--- What you need to do ---
In the entries below, find the line with "pub fn update<F>(&self, change: F)" and the line with "let max_db = c.max_db;". Reproduce those two lines and every line between them exactly, and nothing more.

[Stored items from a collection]
· · · · · · ·
//! Spectrum publisher: owns configuration, runs the analyzer, emits results
//!
//! The audio thread owns a [`SpectrumPublisher`] and calls `consume` per
//! block. Other threads hold a [`SpectrumControl`] to reconfigure, toggle
//! and subscribe. `consume` takes no locks: configuration is an `ArcSwap`
//! snapshot and publication is a non-blocking channel send.

use super::hub::{
    SpectrumEvent, SpectrumFrame, SpectrumHub, Subscription, DEFAULT_SUBSCRIBER_CAPACITY,
};
use crate::config::SpectrumConfig;
use crate::error::{ConfigError, SpectrumError};
use crate::spectrum::analysis::SpectrumAnalyzer;
use crate::spectrum::fft::{RealFftTransform, SpectralTransform};
use crate::spectrum::windows::WindowType;
use arc_swap::ArcSwap;
use std::sync::atomic::{AtomicBool, Ordering};
use std::sync::{Arc, Mutex};
use tracing::{debug, trace};

struct Shared {
    config: ArcSwap<SpectrumConfig>,
    enabled: AtomicBool,
    hub: SpectrumHub,
    /// Serializes read-modify-write setters; never touched by `consume`
    writer: Mutex<()>,
}

/// Thread-safe handle for configuring a publisher and subscribing to it
#[derive(Clone)]
pub struct SpectrumControl {
    shared: Arc<Shared>,
}

impl SpectrumControl {
    fn new(config: SpectrumConfig) -> Self {
        Self {
            shared: Arc::new(Shared {
                config: ArcSwap::from_pointee(config),
                enabled: AtomicBool::new(true),
                hub: SpectrumHub::new(),
                writer: Mutex::new(()),
            }),
        }
    }

    /// Current configuration snapshot
    pub fn config(&self) -> Arc<SpectrumConfig> {
        self.shared.config.load_full()
    }

    /// Replace the whole configuration
    pub fn set_config(&self, config: SpectrumConfig) -> Result<(), ConfigError> {
        self.update(|_| Ok(config))
    }

    /// Apply `change` to the current configuration and validate the result
    ///
    /// On error the configuration is left untouched.
    pub fn update<F>(&self, change: F) -> Result<(), ConfigError>
    where
        F: FnOnce(SpectrumConfig) -> Result<SpectrumConfig, ConfigError>,
    {
        // A poisoned guard protects no data, so recover it
        let _guard = self
            .shared
            .writer
            .lock()
            .unwrap_or_else(|poisoned| poisoned.into_inner());

        let current = SpectrumConfig::clone(&self.shared.config.load());
        let next = change(current)?;
        next.validate()?;

        debug!(
            bands = next.band_count,
            min_hz = next.min_frequency,
            max_hz = next.max_frequency,
            min_db = next.min_db,
            max_db = next.max_db,
            window = ?next.window,
            "spectrum configuration updated"
        );
        self.shared.config.store(Arc::new(next));
        Ok(())
    }

    pub fn set_max_db(&self, max_db: f32) -> Result<(), ConfigError> {
        self.update(|c| {
            let min_db = c.min_db;
            c.with_db_range(min_db, max_db)
        })
    }

    pub fn set_min_db(&self, min_db: f32) -> Result<(), ConfigError> {
        self.update(|c| {
            let max_db = c.max_db;
            c.with_db_range(min_db, max_db)
        })
    }

    pub fn set_db_range(&self, min_db: f32, max_db: f32) -> Result<(), ConfigError> {
        self.update(|c| c.with_db_range(min_db, max_db))
    }

    pub fn set_band_count(&self, band_count: usize) -> Result<(), ConfigError> {
        self.update(|c| c.with_band_count(band_count))
    }

    pub fn set_min_frequency(&self, min_frequency: f32) -> Result<(), ConfigError> {
        self.update(|c| {
            let max_frequency = c.max_frequency;
            c.with_frequency_range(min_frequency, max_frequency)
        })
    }

    pub fn set_max_frequency(&self, max_frequency: f32) -> Result<(), ConfigError> {
        self.update(|c| {
            let min_frequency = c.min_frequency;
            c.with_frequency_range(min_frequency, max_frequency)
        })
    }

    pub fn set_frequency_range(
        &self,
        min_frequency: f32,
        max_frequency: f32,
    ) -> Result<(), ConfigError> {
        self.update(|c| c.with_frequency_range(min_frequency, max_frequency))
    }

    pub fn set_window(&self, window: WindowType) -> Result<(), ConfigError> {
        self.update(|c| Ok(c.with_window(window)))
    }

    /// Enable or disable analysis; disabled publishers ignore `consume`
    pub fn set_enabled(&self, enabled: bool) {
        let was = self.shared.enabled.swap(enabled, Ordering::AcqRel);
        if was != enabled {
            debug!(enabled, "spectrum publisher toggled");
        }
    }

    pub fn is_enabled(&self) -> bool {
        self.shared.enabled.load(Ordering::Acquire)
    }

    /// Publish an all-zero band vector of the current band count
    ///
    /// No average-loudness value is emitted.
    pub fn end(&self) {
        let band_count = self.shared.config.load().band_count;
        let band_magnitudes: Arc<[f32]> = Arc::from(vec![0.0; band_count]);
        self.shared.hub.publish(SpectrumEvent::Cleared { band_magnitudes });
    }

    /// Disable and immediately publish zeroed bands
    pub fn disable(&self) {
        self.set_enabled(false);
        self.end();
    }

    pub fn subscribe(&self) -> Subscription {
        self.shared.hub.subscribe(DEFAULT_SUBSCRIBER_CAPACITY)
    }

    pub fn subscribe_with_capacity(&self, capacity: usize) -> Subscription {
        self.shared.hub.subscribe(capacity)
    }

    pub fn subscriber_count(&self) -> usize {
        self.shared.hub.subscriber_count()
    }
}

/// Converts sample blocks into published loudness spectra
pub struct SpectrumPublisher<T: SpectralTransform = RealFftTransform> {
    control: SpectrumControl,
    analyzer: SpectrumAnalyzer<T>,
}

impl SpectrumPublisher<RealFftTransform> {
    /// Publisher with the default configuration and `realfft` backend
    pub fn new() -> Self {
        Self {
            control: SpectrumControl::new(SpectrumConfig::default()),
            analyzer: SpectrumAnalyzer::new(),
        }
    }

    pub fn with_config(config: SpectrumConfig) -> Result<Self, ConfigError> {
        Self::with_transform(config, RealFftTransform::new())
    }
}

impl Default for SpectrumPublisher<RealFftTransform> {
    fn default() -> Self {
        Self::new()
    }
}

impl<T: SpectralTransform> SpectrumPublisher<T> {
    /// Publisher with a specific transform backend
    pub fn with_transform(config: SpectrumConfig, transform: T) -> Result<Self, ConfigError> {
        config.validate()?;
        Ok(Self {
            control: SpectrumControl::new(config),
            analyzer: SpectrumAnalyzer::with_transform(transform),
        })
    }

    /// Handle for other threads
    pub fn control(&self) -> SpectrumControl {
        self.control.clone()
    }

    /// Analyze one block and publish the result
    ///
    /// Disabled publishers, blocks shorter than 2 frames and invalid sample
    /// rates are skipped silently.
    ///
    /// # Arguments
    /// * `samples` - Mono PCM block
    /// * `frame_count` - Frames to use; clamped to `samples.len()` and
    ///   truncated to a power of two
    /// * `sample_rate` - Sample rate of the block in Hz
    ///
    /// # Returns
    /// Whether a frame was published
    pub fn consume(&mut self, samples: &[f32], frame_count: usize, sample_rate: f32) -> bool {
        if !self.control.is_enabled() {
            return false;
        }

        let frames = frame_count.min(samples.len());
        let config = self.control.shared.config.load();

        match self.analyzer.analyze(&samples[..frames], sample_rate, &config) {
            Ok(output) => {
                let frame = SpectrumFrame {
                    average_loudness: output.average_loudness,
                    band_magnitudes: Arc::from(output.band_magnitudes),
                };
                self.control.shared.hub.publish(SpectrumEvent::Frame(frame));
                true
            }
            Err(e) => {
                skip_block(&e);
                false
            }
        }
    }

    /// See [`SpectrumControl::end`]
    pub fn end(&self) {
        self.control.end();
    }

    /// See [`SpectrumControl::disable`]
    pub fn disable(&self) {
        self.control.disable();
    }

    pub fn set_enabled(&self, enabled: bool) {
        self.control.set_enabled(enabled);
    }

    pub fn is_enabled(&self) -> bool {
        self.control.is_enabled()
    }

    pub fn subscribe(&self) -> Subscription {
        self.control.subscribe()
    }

    pub fn config(&self) -> Arc<SpectrumConfig> {
        self.control.config()
    }

    /// Raw bin magnitudes of the last analysed block
    pub fn bin_magnitudes(&self) -> &[f32] {
        self.analyzer.bin_magnitudes()
    }
}

fn skip_block(error: &SpectrumError) {
    trace!(%error, "skipping sample block");
}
· · · · · · ·
--- Exercise result ---
    pub fn update<F>(&self, change: F) -> Result<(), ConfigError>
    where
        F: FnOnce(SpectrumConfig) -> Result<SpectrumConfig, ConfigError>,
    {
        // A poisoned guard protects no data, so recover it
        let _guard = self
            .shared
            .writer
            .lock()
            .unwrap_or_else(|poisoned| poisoned.into_inner());

        let current = SpectrumConfig::clone(&self.shared.config.load());
        let next = change(current)?;
        next.validate()?;

        debug!(
            bands = next.band_count,
            min_hz = next.min_frequency,
            max_hz = next.max_frequency,
            min_db = next.min_db,
            max_db = next.max_db,
            window = ?next.window,
            "spectrum configuration updated"
        );
        self.shared.config.store(Arc::new(next));
        Ok(())
    }

    pub fn set_max_db(&self, max_db: f32) -> Result<(), ConfigError> {
        self.update(|c| {
            let min_db = c.min_db;
            c.with_db_range(min_db, max_db)
        })
    }

    pub fn set_min_db(&self, min_db: f32) -> Result<(), ConfigError> {
        self.update(|c| {
            let max_db = c.max_db;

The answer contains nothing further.